The word to look for is "json". Report every line of the entries below that has it.

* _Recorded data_

★ ★ ★ ★

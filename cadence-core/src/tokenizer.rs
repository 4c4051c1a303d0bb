//! Token counting
//!
//! The context manager and usage accounting take an injected counter; the
//! engine does not hardcode a tokenizer. [`CharacterTokenizer`] is the
//! default heuristic; real deployments can plug in a model-exact counter.

use crate::types::{ContentBlock, Message};

/// Per-message overhead (role label, formatting tokens)
const MESSAGE_OVERHEAD_TOKENS: usize = 4;

/// Trait for estimating token counts
pub trait TokenCounter: Send + Sync {
    /// Estimate the token count of a text fragment
    fn count_text(&self, text: &str) -> usize;

    /// Estimate the token count of a single message
    fn count_message(&self, message: &Message) -> usize {
        let mut total = MESSAGE_OVERHEAD_TOKENS;
        for block in &message.content {
            total += match block {
                ContentBlock::Text(t) => self.count_text(t),
                ContentBlock::ToolUse(u) => {
                    self.count_text(&u.name) + self.count_text(&u.input.to_string())
                }
                ContentBlock::ToolResult(r) => self.count_text(&r.content.as_text()),
                ContentBlock::Thinking { thinking, .. } => self.count_text(thinking),
            };
        }
        total
    }

    /// Estimate the token count of a conversation
    fn count_messages(&self, messages: &[Message]) -> usize {
        messages.iter().map(|m| self.count_message(m)).sum()
    }
}

/// Character-ratio token counter (~4 characters per token)
#[derive(Debug, Clone, Copy, Default)]
pub struct CharacterTokenizer;

impl TokenCounter for CharacterTokenizer {
    fn count_text(&self, text: &str) -> usize {
        text.len().div_ceil(4)
    }
}

#[cfg(test)]
mod tests {
    use super::*;

    #[test]
    fn test_count_text() {
        let t = CharacterTokenizer;
        assert_eq!(t.count_text(""), 0);
        assert_eq!(t.count_text("abcd"), 1);
        assert_eq!(t.count_text("abcde"), 2);
    }

    #[test]
    fn test_count_message_includes_overhead() {
        let t = CharacterTokenizer;
        let msg = Message::user("abcd"); // 1 content token
        assert_eq!(t.count_message(&msg), MESSAGE_OVERHEAD_TOKENS + 1);
    }

    #[test]
    fn test_count_messages_sums() {
        let t = CharacterTokenizer;
        let msgs = vec![Message::user("abcd"), Message::assistant("abcd")];
        assert_eq!(t.count_messages(&msgs), 2 * (MESSAGE_OVERHEAD_TOKENS + 1));
    }
}
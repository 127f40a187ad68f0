//! # imgpipe-ops
//!
//! Operation registry and built-in image operations.
//!
//! The pipeline treats operations as opaque: a name, a declared
//! [`ParamSchema`](imgpipe_core::ParamSchema), and a
//! `process(image, params) -> image` call. This crate provides that
//! boundary ([`Operation`], [`OperationRegistry`]) plus a handful of
//! straightforward pixel loops to drive it.
//!
//! # Modules
//!
//! - [`registry`] - Name lookup, listing order, known enum tables
//! - [`builtin`] - The built-in operations
//! - [`filter`] - Gaussian, box and median smoothing
//! - [`morph`] - Dilation and erosion
//! - [`threshold`] - Fixed-level thresholding
//! - [`geometry`] - Resizing
//! - [`arithmetic`] - Invert and blend
//! - [`enums`] - Enumerated option tables
//! - [`params`] - Typed parameter access with schema defaults
//!
//! # Example
//!
//! ```rust
//! use imgpipe_core::{Image, ParamMap};
//! use imgpipe_ops::OperationRegistry;
//!
//! let registry = OperationRegistry::builtin();
//! let blur = registry.get("Gaussian Blur").unwrap();
//!
//! let image = Image::filled(8, 8, 3, 128).unwrap();
//! let out = blur.process(&image, &ParamMap::new()).unwrap();
//! assert_eq!(out.dimensions(), (8, 8));
//! ```
//!
//! # Features
//!
//! - `parallel` (default) - Row-parallel loops through rayon

#![warn(missing_docs)]
#![warn(rustdoc::missing_crate_level_docs)]

mod error;
pub mod arithmetic;
pub mod builtin;
pub mod enums;
pub mod filter;
pub mod geometry;
pub mod morph;
pub mod operation;
pub mod parallel;
pub mod params;
pub mod registry;
pub mod threshold;

pub use error::{OpsError, OpsResult};
pub use operation::Operation;
pub use params::ParamReader;
pub use registry::OperationRegistry;
//! Run command
//!
//! Loads an image, applies `--step`s in order, optionally undoes some of
//! them, then writes the current image and the pipeline document.

use crate::RunArgs;
use anyhow::{Context, Result};
use imgpipe_history::{Session, SessionConfig};
use imgpipe_ops::OperationRegistry;
use std::sync::Arc;
#[allow(unused_imports)]
use tracing::{debug, info, trace};

pub fn run(args: RunArgs, config: SessionConfig, verbose: u8) -> Result<()> {
    trace!(input = %args.input.display(), steps = args.steps.len(), undo = args.undo, "run::run");

    let registry = Arc::new(OperationRegistry::builtin());
    let steps = args
        .steps
        .iter()
        .map(|s| super::parse_step(&registry, s))
        .collect::<Result<Vec<_>>>()?;

    let mut session = Session::new(registry, config);
    session.load_source(super::load_image(&args.input)?);

    for (name, params) in steps {
        let preview = session
            .preview(&name, params)
            .with_context(|| format!("Step '{}' failed", name))?;
        let elapsed = preview.elapsed;
        let record = session.accept(preview)?;
        info!(step = record.step, operation = %record.operation, "Applied");
        if verbose > 0 {
            println!("[{}] {} ({:.1} ms)", record.step, record.operation, elapsed.as_secs_f64() * 1000.0);
        }
    }

    let mut undone = 0;
    while undone < args.undo && session.undo().is_some() {
        undone += 1;
    }
    if undone < args.undo {
        println!("Only {} step(s) could be undone", undone);
    }

    let image = session
        .current_image()
        .context("Session has no current image")?;
    super::save_image(&args.output, image)?;

    if let Some(path) = &args.export {
        let json = session.export_json()?;
        std::fs::write(path, json)
            .with_context(|| format!("Failed to write pipeline: {}", path.display()))?;
        if verbose > 0 {
            println!("Pipeline written to {}", path.display());
        }
    }

    let ledger = session.timeline().ledger();
    println!(
        "{} -> {} ({} step(s) active)",
        args.input.display(),
        args.output.display(),
        ledger.visible_records().len()
    );
    Ok(())
}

★ ★ ★ ★

* _Response_
        let json = session.export_json()?;
        std::fs::write(path, json)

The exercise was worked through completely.